▶ **WORK INSTRUCTIONS**
Each record below should appear again exactly as written.

▶ **RECORDS FOR PROCESSING**

┏━━

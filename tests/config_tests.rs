// Copyright (c) 2025 Soumyadip Sarkar.
// All rights reserved.
//
// This source code is licensed under the license found in the
// LICENSE file in the root directory of this source tree.

use billed::config::{ClientConfig, DEFAULT_API_URL};
use billed::format::DateStyle;
use std::collections::HashMap;
use tempfile::tempdir;

#[test]
fn missing_file_gives_defaults() {
    let dir = tempdir().unwrap();
    let cfg = ClientConfig::from_file(&dir.path().join("config.toml")).unwrap();
    assert_eq!(cfg, ClientConfig::default());
    assert_eq!(cfg.api_url, DEFAULT_API_URL);
}

#[test]
fn file_values_and_env_overrides() {
    let dir = tempdir().unwrap();
    let path = dir.path().join("config.toml");
    std::fs::write(
        &path,
        "api_url = \"https://api.billed.test\"\ndate_style = \"french_short\"\n",
    )
    .unwrap();
    let cfg = ClientConfig::from_file(&path).unwrap();
    assert_eq!(cfg.api_url, "https://api.billed.test");
    assert_eq!(cfg.date_style, DateStyle::FrenchShort);
    assert_eq!(cfg.timeout_secs, 15);

    let env: HashMap<&str, &str> =
        HashMap::from([("BILLED_API_URL", " http://127.0.0.1:9000 "), ("BILLED_TIMEOUT_SECS", "3")]);
    let cfg = cfg
        .with_env_overrides(|k| env.get(k).map(|v| v.to_string()))
        .unwrap();
    assert_eq!(cfg.api_url, "http://127.0.0.1:9000");
    assert_eq!(cfg.timeout().as_secs(), 3);
}

#[test]
fn bad_timeout_override_is_rejected() {
    let err = ClientConfig::default()
        .with_env_overrides(|k| (k == "BILLED_TIMEOUT_SECS").then(|| "soon".to_string()))
        .unwrap_err();
    assert!(err.to_string().contains("BILLED_TIMEOUT_SECS"));
}
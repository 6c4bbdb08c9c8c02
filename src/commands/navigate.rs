// Copyright (c) 2025 Soumyadip Sarkar.
// All rights reserved.
//
// This source code is licensed under the license found in the
// LICENSE file in the root directory of this source tree.

use crate::overlay::ModalOverlay;
use crate::router::{AppContext, Router};
use crate::session::Storage;
use crate::utils::Env;
use anyhow::Result;
use std::rc::Rc;

pub fn handle(env: &Env, m: &clap::ArgMatches) -> Result<()> {
    let path = m.get_one::<String>("path").map(String::as_str).unwrap_or("/");
    let storage: Rc<dyn Storage> = env.storage.clone();
    let router = Router::new(AppContext {
        store: Some(env.store(m)?),
        storage: Some(storage),
        overlay: Rc::new(ModalOverlay::new()),
        date_style: env.date_style(m)?,
    });
    router.on_navigate(path);

    let state = router.state();
    eprintln!(
        "route: {} (active icon: {})",
        state.current.map(|r| r.as_str()).unwrap_or("-"),
        state.active_icon.map(|i| i.test_id()).unwrap_or("-"),
    );
    println!("{}", state.root);
    Ok(())
}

┗━━

▶ **YOUR SOLUTION**
filename tests/config_tests.rs
// Copyright (c) 2025 Soumyadip Sarkar.
// All rights reserved.
//
// This source code is licensed under the license found in the
// LICENSE file in the root directory of this source tree.

use billed::config::{ClientConfig, DEFAULT_API_URL};
use billed::format::DateStyle;
use std::collections::HashMap;
use tempfile::tempdir;

#[test]
fn missing_file_gives_defaults() {
    let dir = tempdir().unwrap();
    let cfg = ClientConfig::from_file(&dir.path().join("config.toml")).unwrap();
    assert_eq!(cfg, ClientConfig::default());
    assert_eq!(cfg.api_url, DEFAULT_API_URL);
}

#[test]
fn file_values_and_env_overrides() {
    let dir = tempdir().unwrap();
    let path = dir.path().join("config.toml");
    std::fs::write(
        &path,
        "api_url = \"https://api.billed.test\"\ndate_style = \"french_short\"\n",
    )
    .unwrap();
    let cfg = ClientConfig::from_file(&path).unwrap();
    assert_eq!(cfg.api_url, "https://api.billed.test");
    assert_eq!(cfg.date_style, DateStyle::FrenchShort);
    assert_eq!(cfg.timeout_secs, 15);

    let env: HashMap<&str, &str> =
        HashMap::from([("BILLED_API_URL", " http://127.0.0.1:9000 "), ("BILLED_TIMEOUT_SECS", "3")]);
    let cfg = cfg
        .with_env_overrides(|k| env.get(k).map(|v| v.to_string()))
        .unwrap();
    assert_eq!(cfg.api_url, "http://127.0.0.1:9000");
    assert_eq!(cfg.timeout().as_secs(), 3);
}

#[test]
fn bad_timeout_override_is_rejected() {
    let err = ClientConfig::default()
        .with_env_overrides(|k| (k == "BILLED_TIMEOUT_SECS").then(|| "soon".to_string()))
        .unwrap_err();
    assert!(err.to_string().contains("BILLED_TIMEOUT_SECS"));
}
repository 6c4bbdb08c9c8c02
filename src/commands/navigate.rs
// Copyright (c) 2025 Soumyadip Sarkar.
// All rights reserved.
//
// This source code is licensed under the license found in the
// LICENSE file in the root directory of this source tree.

use crate::overlay::ModalOverlay;
use crate::router::{AppContext, Router};
use crate::session::Storage;
use crate::utils::Env;
use anyhow::Result;
use std::rc::Rc;

pub fn handle(env: &Env, m: &clap::ArgMatches) -> Result<()> {
    let path = m.get_one::<String>("path").map(String::as_str).unwrap_or("/");
    let storage: Rc<dyn Storage> = env.storage.clone();
    let router = Router::new(AppContext {
        store: Some(env.store(m)?),
        storage: Some(storage),
        overlay: Rc::new(ModalOverlay::new()),
        date_style: env.date_style(m)?,
    });
    router.on_navigate(path);

    let state = router.state();
    eprintln!(
        "route: {} (active icon: {})",
        state.current.map(|r| r.as_str()).unwrap_or("-"),
        state.active_icon.map(|i| i.test_id()).unwrap_or("-"),
    );
    println!("{}", state.root);
    Ok(())
}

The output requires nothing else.